Kepala PRKAKS BRIN, Anto Satriyo Nugroho, menjelaskan bahwa sistem diagnosis malaria berbasis AI dirancang untuk secara otomatis menentukan status infeksi malaria pasien melalui analisis mendalam mikrophotograph sediaan darah tipis dan tebal. Sistem ini memanfaatkan data dari berbagai wilayah di Indonesia, sehingga mampu mengenali beragam spesies parasit malaria. "Pengembangan sistem ini memanfaatkan ekstraksi fitur morfo-geometris yang memungkinkan AI untuk mengidentifikasi karakteristik ukuran dan bentuk sel darah yang terinfeksi," ungkap Anto.
Data dan Analisis
Data yang digunakan dalam pengembangan sistem AI ini berasal dari berbagai daerah di Indonesia, sehingga sistem diharapkan mampu mengenali berbagai jenis parasit malaria. Sistem ini menggunakan ekstraksi fitur morfo-geometris, yang memungkinkan AI untuk mengidentifikasi karakteristik ukuran dan bentuk sel darah yang terinfeksi. Hal ini meningkatkan akurasi dan keandalan sistem diagnosis.

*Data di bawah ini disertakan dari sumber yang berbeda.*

use super::state::AppState;
use crate::session::{SessionHandle, SessionStats, TranscriptLine};
use axum::{
    extract::{Path, State},
    http::StatusCode,
    response::{IntoResponse, Json},
};
use serde::Serialize;
use tracing::info;

// ============================================================================
// Response Types
// ============================================================================

#[derive(Debug, Serialize)]
pub struct CallSummary {
    pub call_id: String,
    pub session_id: String,
    pub owner_id: Option<String>,
    pub stats: SessionStats,
}

#[derive(Debug, Serialize)]
pub struct CloseResponse {
    pub call_id: String,
    pub status: String,
}

#[derive(Debug, Serialize)]
pub struct CloseOwnerResponse {
    pub owner_id: String,
    pub closed: usize,
}

#[derive(Debug, Serialize)]
pub struct ErrorResponse {
    pub error: String,
}

async fn summarize(handle: &SessionHandle) -> CallSummary {
    CallSummary {
        call_id: handle.call_id.clone(),
        session_id: handle.session_id.clone(),
        owner_id: handle.owner_id.clone(),
        stats: handle.stats().await,
    }
}

// ============================================================================
// Handlers
// ============================================================================

/// GET /health
pub async fn health_check() -> impl IntoResponse {
    (StatusCode::OK, "OK")
}

/// GET /calls
/// List all active call sessions
pub async fn list_calls(State(state): State<AppState>) -> impl IntoResponse {
    let handles = state.registry.list().await;

    let mut calls = Vec::with_capacity(handles.len());
    for handle in &handles {
        calls.push(summarize(handle).await);
    }

    Json(calls)
}

/// GET /calls/:call_id
/// Stats for one active call
pub async fn get_call(
    State(state): State<AppState>,
    Path(call_id): Path<String>,
) -> impl IntoResponse {
    match state.registry.get(&call_id).await {
        Some(handle) => (StatusCode::OK, Json(summarize(&handle).await)).into_response(),
        None => (
            StatusCode::NOT_FOUND,
            Json(ErrorResponse {
                error: format!("Call {} not found", call_id),
            }),
        )
            .into_response(),
    }
}

/// GET /calls/:call_id/transcript
/// Finalized transcript lines accumulated so far
pub async fn get_call_transcript(
    State(state): State<AppState>,
    Path(call_id): Path<String>,
) -> impl IntoResponse {
    match state.registry.get(&call_id).await {
        Some(handle) => {
            let transcript: Vec<TranscriptLine> = handle.transcript().await;
            (StatusCode::OK, Json(transcript)).into_response()
        }
        None => (
            StatusCode::NOT_FOUND,
            Json(ErrorResponse {
                error: format!("Call {} not found", call_id),
            }),
        )
            .into_response(),
    }
}

/// DELETE /calls/:call_id
/// Force-close one call; its transport adapter removes the entry once the
/// session loop exits
pub async fn close_call(
    State(state): State<AppState>,
    Path(call_id): Path<String>,
) -> impl IntoResponse {
    match state.registry.get(&call_id).await {
        Some(handle) => {
            info!("Force-closing call {}", call_id);
            handle.close();
            (
                StatusCode::OK,
                Json(CloseResponse {
                    call_id,
                    status: "closing".to_string(),
                }),
            )
                .into_response()
        }
        None => (
            StatusCode::NOT_FOUND,
            Json(ErrorResponse {
                error: format!("Call {} not found", call_id),
            }),
        )
            .into_response(),
    }
}

/// DELETE /owners/:owner_id/calls
/// Close every active call belonging to one owner
pub async fn close_owner_calls(
    State(state): State<AppState>,
    Path(owner_id): Path<String>,
) -> impl IntoResponse {
    let closed = state.registry.close_for_owner(&owner_id).await;
    info!("Closing {} call(s) for owner {}", closed, owner_id);

    Json(CloseOwnerResponse { owner_id, closed })
}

Meskipun ada tantangan dalam pengembangan sistem ini, BRIN optimis bahwa penelitian dan pengembangan AI yang berkelanjutan akan menghasilkan alat diagnosis yang sangat penting dan berkontribusi signifikan dalam upaya pemberantasan malaria di Indonesia. Keberhasilan pengembangan ini akan memberikan dampak positif yang besar bagi kesehatan masyarakat Indonesia, khususnya di daerah-daerah terpencil yang selama ini akses terhadap layanan kesehatan masih terbatas.
Dengan adanya teknologi AI ini, diharapkan proses diagnosis malaria akan menjadi lebih cepat, akurat, dan terjangkau, sehingga dapat mempercepat upaya eliminasi malaria di Indonesia. Sistem ini juga akan membantu tenaga kesehatan di fasilitas kesehatan tingkat pertama (FKTP) dalam mendiagnosis malaria dengan lebih mudah dan tepat.
Ke depannya, pengembangan sistem ini akan terus ditingkatkan untuk mengatasi berbagai tantangan yang ada, termasuk standarisasi pewarnaan dan variasi morfologi parasit malaria. BRIN berkomitmen untuk terus berinovasi dan mengembangkan teknologi yang dapat meningkatkan kualitas kesehatan masyarakat Indonesia.